Give back an exact copy of the lines below, from the first through the line with "pub const HEIGHT: i32 = 400;"; please stop there.

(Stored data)
"""

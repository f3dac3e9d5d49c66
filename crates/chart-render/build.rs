// File: crates/chart-render/build.rs
// Summary: Build script to link required Windows system libraries for Skia/ICU.

fn main() {
    #[cfg(target_os = "windows")]
    {
        // Needed for RegOpenKeyExW, RegQueryInfoKeyW, etc.
        println!("cargo:rustc-link-lib=advapi32");
    }
}
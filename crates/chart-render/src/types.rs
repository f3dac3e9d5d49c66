// File: crates/chart-render/src/types.rs
// Summary: Shared types and constants (figure size, dpi, paddings).

/// Raster resolution in pixels per logical inch.
pub const DPI: f64 = 100.0;
/// Default surface width in pixels (6 in at 100 dpi).
pub const WIDTH: i32 = 600;
/// Default surface height in pixels (4 in at 100 dpi).
pub const HEIGHT: i32 = 400;

/// Margins around the plot area, in pixels.
/// Contract: all fields are non-negative.
#[derive(Clone, Copy, Debug, PartialEq, Eq)]
pub struct Insets {
    pub left: u32,
    pub right: u32,
    pub top: u32,
    pub bottom: u32,
}

impl Insets {
    /// Create new insets (non-negative by type).
    pub const fn new(left: u32, right: u32, top: u32, bottom: u32) -> Self {
        Self { left, right, top, bottom }
    }
    /// Total horizontal inset (left + right).
    pub const fn hsum(&self) -> u32 { self.left + self.right }
    /// Total vertical inset (top + bottom).
    pub const fn vsum(&self) -> u32 { self.top + self.bottom }
}

impl Default for Insets {
    fn default() -> Self {
        // Room for y tick labels and a rotated axis label on the left,
        // the title above, tick labels and the x label below.
        Self::new(60, 16, 36, 48)
    }
}
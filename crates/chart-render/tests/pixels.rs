// File: crates/chart-render/tests/pixels.rs
// Purpose: Decode rendered output and validate dimensions, background, grid
// and line-stroke colors. Text is disabled to avoid font variance.

use chart_render::{Axis, Figure, FigureOptions, LineSeries, Marker, DPI};

fn render_fixture() -> image::RgbaImage {
    let mut opts = FigureOptions::with_size_inches(6.0, 4.0, DPI);
    opts.draw_text = false;
    let mut fig = Figure::new(opts).expect("surface");
    fig.x_axis = Axis::new("X", 0.0, 9.0);
    fig.y_axis = Axis::new("Y", 0.0, 70.0);
    fig.add_series(
        LineSeries::new(vec![
            (1.0, 10.0),
            (2.0, 20.0),
            (3.0, 30.0),
            (4.0, 26.0),
            (5.0, 50.0),
            (6.0, 34.0),
            (7.0, 25.0),
            (8.0, 66.0),
            (9.0, 58.0),
        ])
        .with_marker(Marker::Circle),
    );
    fig.grid(true);

    let bytes = fig.to_png_bytes().expect("render bytes");
    image::load_from_memory(&bytes).expect("decode png").to_rgba8()
}

fn count_near(img: &image::RgbaImage, rgb: [u8; 3], tol: i32) -> usize {
    img.pixels()
        .filter(|p| {
            let [r, g, b, a] = p.0;
            a == 255
                && (r as i32 - rgb[0] as i32).abs() <= tol
                && (g as i32 - rgb[1] as i32).abs() <= tol
                && (b as i32 - rgb[2] as i32).abs() <= tol
        })
        .count()
}

#[test]
fn dimensions_match_figure_size() {
    let img = render_fixture();
    assert_eq!(img.dimensions(), (600, 400));
}

#[test]
fn background_grid_and_line_are_visible() {
    let img = render_fixture();

    // corner pixel lies outside the plot area: pure background
    let corner = img.get_pixel(1, 1);
    assert_eq!(corner.0, [255, 255, 255, 255]);

    // the stroked polyline and filled markers leave saturated core pixels
    let line = count_near(&img, [31, 119, 180], 40);
    assert!(line > 50, "expected line-stroke pixels, found {line}");

    // grid lines blend with the background but stay close to their color
    let grid = count_near(&img, [176, 176, 176], 60);
    assert!(grid > 200, "expected grid pixels, found {grid}");
}

#[test]
fn rgba_buffer_shape() {
    let mut opts = FigureOptions::default();
    opts.draw_text = false;
    let mut fig = Figure::new(opts).expect("surface");
    fig.x_axis = Axis::new("X", 0.0, 4.0);
    fig.y_axis = Axis::new("Y", 0.0, 4.0);
    fig.add_series(LineSeries::new(vec![(0.0, 0.0), (4.0, 4.0)]));

    let (px, w, h, stride) = fig.to_rgba8().expect("rgba render");
    assert_eq!(w as usize * h as usize * 4, px.len());
    assert_eq!(stride, w as usize * 4);

    // Check background alpha in top-left pixel (RGBA)
    let a = px[3];
    assert_eq!(a, 255);
}
// File: crates/chart-gen/src/error.rs
// Summary: The single failure outcome of chart generation.

use thiserror::Error;

/// Chart generation failed. Callers cannot distinguish a storage-lookup
/// failure from a render or filesystem failure; the underlying cause is
/// carried as `source` for diagnostics only.
#[derive(Debug, Error)]
#[error("chart generation failed")]
pub struct ChartGenError {
    #[source]
    source: anyhow::Error,
}

impl From<anyhow::Error> for ChartGenError {
    fn from(source: anyhow::Error) -> Self {
        Self { source }
    }
}
// File: crates/chart-render/tests/smoke.rs
// Purpose: Basic end-to-end render smoke test writing a PNG.

use chart_render::{Axis, Figure, FigureOptions, LineSeries, Marker};

#[test]
fn render_smoke_png() {
    // Minimal data: tiny line series
    let mut fig = Figure::new(FigureOptions::default()).expect("surface");
    fig.x_axis = Axis::new("X", 0.0, 4.0);
    fig.y_axis = Axis::new("Y", 0.0, 4.0);
    fig.add_series(
        LineSeries::new(vec![(0.0, 0.0), (1.0, 2.0), (2.0, 1.0), (3.0, 3.5), (4.0, 2.5)])
            .with_marker(Marker::Circle),
    );
    fig.grid(true);
    fig.set_title("Smoke");

    let out = std::path::PathBuf::from("target/test_out/smoke.png");
    std::fs::create_dir_all(out.parent().unwrap()).unwrap();

    fig.save_png(&out).expect("render should succeed");
    let meta = std::fs::metadata(&out).expect("output exists");
    assert!(meta.len() > 0, "png should be non-empty");

    // Also verify in-memory API works
    let bytes = fig.to_png_bytes().expect("render bytes");
    assert!(bytes.starts_with(&[137, 80, 78, 71]), "should be PNG header");
}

"""

▶ _Result_:
repository f3dac3e9d5d49c66
filename crates/chart-render/build.rs
// File: crates/chart-render/build.rs
// Summary: Build script to link required Windows system libraries for Skia/ICU.

fn main() {
    #[cfg(target_os = "windows")]
    {
        // Needed for RegOpenKeyExW, RegQueryInfoKeyW, etc.
        println!("cargo:rustc-link-lib=advapi32");
    }
}
filename crates/chart-render/src/types.rs
repository f3dac3e9d5d49c66
// File: crates/chart-render/src/types.rs
// Summary: Shared types and constants (figure size, dpi, paddings).

/// Raster resolution in pixels per logical inch.
pub const DPI: f64 = 100.0;
/// Default surface width in pixels (6 in at 100 dpi).
pub const WIDTH: i32 = 600;
/// Default surface height in pixels (4 in at 100 dpi).
pub const HEIGHT: i32 = 400;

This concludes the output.